STORED DATA Block Start

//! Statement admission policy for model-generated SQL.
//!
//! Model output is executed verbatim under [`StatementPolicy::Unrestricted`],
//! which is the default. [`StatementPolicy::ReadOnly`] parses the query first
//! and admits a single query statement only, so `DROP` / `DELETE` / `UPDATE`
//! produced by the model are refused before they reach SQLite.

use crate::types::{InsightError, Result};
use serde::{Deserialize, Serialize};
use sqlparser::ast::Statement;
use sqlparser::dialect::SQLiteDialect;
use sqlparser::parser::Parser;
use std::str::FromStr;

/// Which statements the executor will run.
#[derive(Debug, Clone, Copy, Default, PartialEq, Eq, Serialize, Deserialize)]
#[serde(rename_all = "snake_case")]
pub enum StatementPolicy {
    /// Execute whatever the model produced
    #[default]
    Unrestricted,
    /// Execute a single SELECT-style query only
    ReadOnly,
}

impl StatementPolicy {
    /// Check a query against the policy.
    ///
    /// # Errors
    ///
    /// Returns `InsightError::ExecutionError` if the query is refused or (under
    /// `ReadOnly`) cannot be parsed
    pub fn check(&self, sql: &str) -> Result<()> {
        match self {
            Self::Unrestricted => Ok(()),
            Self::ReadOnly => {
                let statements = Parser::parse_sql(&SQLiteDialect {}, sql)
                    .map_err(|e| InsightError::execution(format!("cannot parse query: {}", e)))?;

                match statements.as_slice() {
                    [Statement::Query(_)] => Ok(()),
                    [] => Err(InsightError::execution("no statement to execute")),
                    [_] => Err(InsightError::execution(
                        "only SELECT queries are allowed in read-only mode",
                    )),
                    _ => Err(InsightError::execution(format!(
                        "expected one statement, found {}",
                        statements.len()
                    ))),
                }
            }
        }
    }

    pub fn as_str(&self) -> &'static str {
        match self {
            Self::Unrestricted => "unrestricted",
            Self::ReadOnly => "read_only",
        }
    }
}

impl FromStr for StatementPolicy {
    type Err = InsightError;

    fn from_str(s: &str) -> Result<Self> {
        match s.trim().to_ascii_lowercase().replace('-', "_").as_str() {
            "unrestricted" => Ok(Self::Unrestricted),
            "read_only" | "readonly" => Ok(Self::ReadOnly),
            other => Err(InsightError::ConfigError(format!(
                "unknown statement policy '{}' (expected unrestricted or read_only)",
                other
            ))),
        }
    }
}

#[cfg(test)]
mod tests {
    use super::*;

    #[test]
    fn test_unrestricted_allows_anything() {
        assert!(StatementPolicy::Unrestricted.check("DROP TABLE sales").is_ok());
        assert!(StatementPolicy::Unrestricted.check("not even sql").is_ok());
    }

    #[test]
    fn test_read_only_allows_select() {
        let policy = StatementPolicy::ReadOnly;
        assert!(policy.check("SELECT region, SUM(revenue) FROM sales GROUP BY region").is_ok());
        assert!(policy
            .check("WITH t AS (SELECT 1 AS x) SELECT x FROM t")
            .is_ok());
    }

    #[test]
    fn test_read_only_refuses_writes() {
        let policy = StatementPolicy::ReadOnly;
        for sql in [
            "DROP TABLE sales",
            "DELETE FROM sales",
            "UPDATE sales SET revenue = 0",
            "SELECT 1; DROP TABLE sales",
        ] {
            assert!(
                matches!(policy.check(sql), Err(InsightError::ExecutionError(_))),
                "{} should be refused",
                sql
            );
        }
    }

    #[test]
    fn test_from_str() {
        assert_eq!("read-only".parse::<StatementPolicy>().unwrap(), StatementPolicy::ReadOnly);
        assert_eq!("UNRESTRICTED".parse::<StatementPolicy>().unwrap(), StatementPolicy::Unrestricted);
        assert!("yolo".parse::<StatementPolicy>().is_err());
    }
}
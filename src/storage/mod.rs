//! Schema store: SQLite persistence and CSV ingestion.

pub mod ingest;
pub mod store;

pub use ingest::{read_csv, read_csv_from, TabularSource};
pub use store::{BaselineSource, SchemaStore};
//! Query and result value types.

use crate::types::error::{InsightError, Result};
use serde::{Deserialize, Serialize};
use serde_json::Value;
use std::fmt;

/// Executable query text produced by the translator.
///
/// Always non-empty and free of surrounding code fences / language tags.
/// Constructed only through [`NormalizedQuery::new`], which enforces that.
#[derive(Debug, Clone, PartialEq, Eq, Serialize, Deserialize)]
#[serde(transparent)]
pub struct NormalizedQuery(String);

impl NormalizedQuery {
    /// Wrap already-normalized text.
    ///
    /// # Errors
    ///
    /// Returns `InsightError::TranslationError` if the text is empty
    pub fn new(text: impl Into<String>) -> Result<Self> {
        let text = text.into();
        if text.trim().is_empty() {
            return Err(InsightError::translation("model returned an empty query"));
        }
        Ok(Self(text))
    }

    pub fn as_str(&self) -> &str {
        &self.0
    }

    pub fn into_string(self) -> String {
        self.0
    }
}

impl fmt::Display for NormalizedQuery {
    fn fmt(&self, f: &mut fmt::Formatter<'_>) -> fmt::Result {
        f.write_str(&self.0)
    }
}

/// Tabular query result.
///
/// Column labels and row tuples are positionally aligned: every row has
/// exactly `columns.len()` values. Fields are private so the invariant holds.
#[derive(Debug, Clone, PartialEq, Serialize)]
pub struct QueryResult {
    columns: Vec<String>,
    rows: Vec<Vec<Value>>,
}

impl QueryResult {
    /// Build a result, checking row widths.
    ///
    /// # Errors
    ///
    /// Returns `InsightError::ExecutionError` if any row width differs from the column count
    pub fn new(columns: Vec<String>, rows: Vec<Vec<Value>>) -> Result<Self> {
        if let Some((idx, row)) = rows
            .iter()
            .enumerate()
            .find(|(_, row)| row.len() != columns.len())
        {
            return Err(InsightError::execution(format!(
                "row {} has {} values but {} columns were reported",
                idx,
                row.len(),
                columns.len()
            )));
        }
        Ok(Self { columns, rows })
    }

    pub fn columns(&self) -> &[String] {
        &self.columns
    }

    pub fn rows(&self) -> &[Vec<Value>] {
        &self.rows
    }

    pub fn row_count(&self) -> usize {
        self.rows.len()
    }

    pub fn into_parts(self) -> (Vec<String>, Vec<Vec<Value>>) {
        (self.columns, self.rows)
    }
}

STORED DATA Block End

◆ WORK ITEM
Within the entries, find all lines that contain "StatementPolicy" and copy each one.

◆ RESULT
//! Model output is executed verbatim under [`StatementPolicy::Unrestricted`],
//! which is the default. [`StatementPolicy::ReadOnly`] parses the query first
pub enum StatementPolicy {
impl StatementPolicy {
impl FromStr for StatementPolicy {
        assert!(StatementPolicy::Unrestricted.check("DROP TABLE sales").is_ok());
        assert!(StatementPolicy::Unrestricted.check("not even sql").is_ok());
        let policy = StatementPolicy::ReadOnly;
        let policy = StatementPolicy::ReadOnly;
        assert_eq!("read-only".parse::<StatementPolicy>().unwrap(), StatementPolicy::ReadOnly);
        assert_eq!("UNRESTRICTED".parse::<StatementPolicy>().unwrap(), StatementPolicy::Unrestricted);
        assert!("yolo".parse::<StatementPolicy>().is_err());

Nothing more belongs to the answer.